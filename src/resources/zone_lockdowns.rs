//! Zone lockdown rules (zone level only)

use chrono::{DateTime, Utc};
use serde::de::IgnoredAny;
use serde::{Deserialize, Serialize};
use tokio_util::sync::CancellationToken;

use crate::api::client::Client;
use crate::api::container::ResourceContainer;
use crate::api::error::{Error, Result};
use crate::api::pagination::{Paginated, PaginationOptions};
use crate::api::query::{Query, QueryParams};
use crate::api::response::{null_default, ResultInfo};
use crate::resources::require;

/// `target` is `ip` or `ip_range`
#[derive(Debug, Clone, Default, PartialEq, Eq, Serialize, Deserialize)]
pub struct ZoneLockdownConfig {
    pub target: String,
    pub value: String,
}

#[derive(Debug, Clone, Default, PartialEq, Serialize, Deserialize)]
pub struct ZoneLockdown {
    #[serde(default, deserialize_with = "null_default", skip_serializing_if = "String::is_empty")]
    pub id: String,
    #[serde(default, deserialize_with = "null_default")]
    pub description: String,
    pub urls: Vec<String>,
    pub configurations: Vec<ZoneLockdownConfig>,
    #[serde(default, deserialize_with = "null_default")]
    pub paused: bool,
    #[serde(default, skip_serializing_if = "Option::is_none")]
    pub priority: Option<i32>,
    #[serde(default, skip_serializing_if = "Option::is_none")]
    pub created_on: Option<DateTime<Utc>>,
    #[serde(default, skip_serializing_if = "Option::is_none")]
    pub modified_on: Option<DateTime<Utc>>,
}

#[derive(Debug, Clone, Default)]
pub struct ListZoneLockdownsParams {
    pub description: Option<String>,
    pub description_search: Option<String>,
    pub uri_search: Option<String>,
    pub ip: Option<String>,
    pub ip_search: Option<String>,
    pub ip_range_search: Option<String>,
    pub priority: Option<i32>,
    pub created_on: Option<DateTime<Utc>>,
    pub modified_on: Option<DateTime<Utc>>,
    pub pagination: PaginationOptions,
}

impl QueryParams for ListZoneLockdownsParams {
    fn append_query(&self, query: &mut Query) {
        query
            .opt("description", self.description.as_ref())
            .opt("description_search", self.description_search.as_ref())
            .opt("uri_search", self.uri_search.as_ref())
            .opt("ip", self.ip.as_ref())
            .opt("ip_search", self.ip_search.as_ref())
            .opt("ip_range_search", self.ip_range_search.as_ref())
            .opt("priority", self.priority)
            .time("created_on", self.created_on.as_ref())
            .time("modified_on", self.modified_on.as_ref())
            .extend(&self.pagination);
    }
}

impl Paginated for ListZoneLockdownsParams {
    fn pagination_mut(&mut self) -> &mut PaginationOptions {
        &mut self.pagination
    }
}

fn lockdowns_path(rc: &ResourceContainer) -> String {
    format!("{}/firewall/lockdowns", rc.path())
}

impl Client {
    /// Pagination info in the result is advanced past the page served.
    pub async fn list_zone_lockdowns(
        &self,
        ctx: &CancellationToken,
        rc: &ResourceContainer,
        params: ListZoneLockdownsParams,
    ) -> Result<(Vec<ZoneLockdown>, ResultInfo)> {
        rc.require_zone()?;
        self.list_pages(ctx, &lockdowns_path(rc), params, 50).await
    }

    pub async fn get_zone_lockdown(
        &self,
        ctx: &CancellationToken,
        rc: &ResourceContainer,
        rule_id: &str,
    ) -> Result<ZoneLockdown> {
        rc.require_zone()?;
        require(rule_id, Error::MissingRuleId)?;
        self.get(ctx, format!("{}/{}", lockdowns_path(rc), rule_id))
            .await
    }

    pub async fn create_zone_lockdown(
        &self,
        ctx: &CancellationToken,
        rc: &ResourceContainer,
        lockdown: &ZoneLockdown,
    ) -> Result<ZoneLockdown> {
        rc.require_zone()?;
        self.post(ctx, lockdowns_path(rc), lockdown).await
    }

    /// Replace the rule identified by `lockdown.id`.
    pub async fn update_zone_lockdown(
        &self,
        ctx: &CancellationToken,
        rc: &ResourceContainer,
        lockdown: &ZoneLockdown,
    ) -> Result<ZoneLockdown> {
        rc.require_zone()?;
        require(&lockdown.id, Error::MissingRuleId)?;
        self.put(ctx, format!("{}/{}", lockdowns_path(rc), lockdown.id), lockdown)
            .await
    }

    pub async fn delete_zone_lockdown(
        &self,
        ctx: &CancellationToken,
        rc: &ResourceContainer,
        rule_id: &str,
    ) -> Result<()> {
        rc.require_zone()?;
        require(rule_id, Error::MissingRuleId)?;
        let _: IgnoredAny = self
            .delete(ctx, format!("{}/{}", lockdowns_path(rc), rule_id))
            .await?;
        Ok(())
    }
}

#[cfg(test)]
mod tests {
    use super::*;
    use crate::api::query::build_uri;
    use chrono::TimeZone;

    #[test]
    fn filters_encode_in_declaration_order() {
        let params = ListZoneLockdownsParams {
            ip: Some("198.51.100.4".into()),
            priority: Some(5),
            modified_on: Some(Utc.with_ymd_and_hms(2024, 1, 2, 3, 4, 5).unwrap()),
            ..Default::default()
        };
        assert_eq!(
            build_uri("/zones/z/firewall/lockdowns", &params),
            "/zones/z/firewall/lockdowns?ip=198.51.100.4&priority=5&modified_on=2024-01-02T03%3A04%3A05Z"
        );
    }
}
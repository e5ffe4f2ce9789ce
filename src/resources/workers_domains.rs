//! Custom domains attached to Workers (account level only)

use serde::de::IgnoredAny;
use serde::{Deserialize, Serialize};
use tokio_util::sync::CancellationToken;

use crate::api::client::Client;
use crate::api::container::ResourceContainer;
use crate::api::error::{Error, Result};
use crate::api::query::{build_uri, Query, QueryParams};
use crate::api::response::null_default;
use crate::resources::require;

#[derive(Debug, Clone, Default, PartialEq, Serialize, Deserialize)]
pub struct WorkersDomain {
    #[serde(default, deserialize_with = "null_default")]
    pub id: String,
    #[serde(default, deserialize_with = "null_default")]
    pub zone_id: String,
    #[serde(default, deserialize_with = "null_default")]
    pub zone_name: String,
    pub hostname: String,
    pub service: String,
    pub environment: String,
}

/// Binding of a hostname to a Worker service environment
#[derive(Debug, Clone, Default, Serialize)]
pub struct AttachWorkersDomainParams {
    pub zone_id: String,
    pub hostname: String,
    pub service: String,
    pub environment: String,
}

impl AttachWorkersDomainParams {
    fn validate(&self) -> Result<()> {
        require(&self.zone_id, Error::MissingZoneId)?;
        require(&self.hostname, Error::MissingHostname)?;
        require(&self.service, Error::MissingService)?;
        require(&self.environment, Error::MissingEnvironment)
    }
}

#[derive(Debug, Clone, Default)]
pub struct ListWorkersDomainsParams {
    pub zone_id: Option<String>,
    pub zone_name: Option<String>,
    pub hostname: Option<String>,
    pub service: Option<String>,
    pub environment: Option<String>,
}

impl QueryParams for ListWorkersDomainsParams {
    fn append_query(&self, query: &mut Query) {
        query
            .opt("zone_id", self.zone_id.as_ref())
            .opt("zone_name", self.zone_name.as_ref())
            .opt("hostname", self.hostname.as_ref())
            .opt("service", self.service.as_ref())
            .opt("environment", self.environment.as_ref());
    }
}

fn domains_path(rc: &ResourceContainer) -> Result<String> {
    rc.require_account()?;
    Ok(format!("{}/workers/domains", rc.path()))
}

impl Client {
    pub async fn list_workers_domains(
        &self,
        ctx: &CancellationToken,
        rc: &ResourceContainer,
        params: &ListWorkersDomainsParams,
    ) -> Result<Vec<WorkersDomain>> {
        let path = domains_path(rc)?;
        self.get(ctx, build_uri(&path, params)).await
    }

    /// Attach a hostname to a Worker, replacing any existing binding.
    pub async fn attach_workers_domain(
        &self,
        ctx: &CancellationToken,
        rc: &ResourceContainer,
        params: &AttachWorkersDomainParams,
    ) -> Result<WorkersDomain> {
        let path = domains_path(rc)?;
        params.validate()?;
        self.put(ctx, path, params).await
    }

    pub async fn get_workers_domain(
        &self,
        ctx: &CancellationToken,
        rc: &ResourceContainer,
        domain_id: &str,
    ) -> Result<WorkersDomain> {
        let path = domains_path(rc)?;
        require(domain_id, Error::MissingResourceId("domain id"))?;
        self.get(ctx, format!("{}/{}", path, domain_id)).await
    }

    pub async fn detach_workers_domain(
        &self,
        ctx: &CancellationToken,
        rc: &ResourceContainer,
        domain_id: &str,
    ) -> Result<()> {
        let path = domains_path(rc)?;
        require(domain_id, Error::MissingResourceId("domain id"))?;
        let _: IgnoredAny = self.delete(ctx, format!("{}/{}", path, domain_id)).await?;
        Ok(())
    }
}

----

Exercise:
Going through the listing above, count the lines in which the word "priority" appears, and give only the number.

Written reply:
5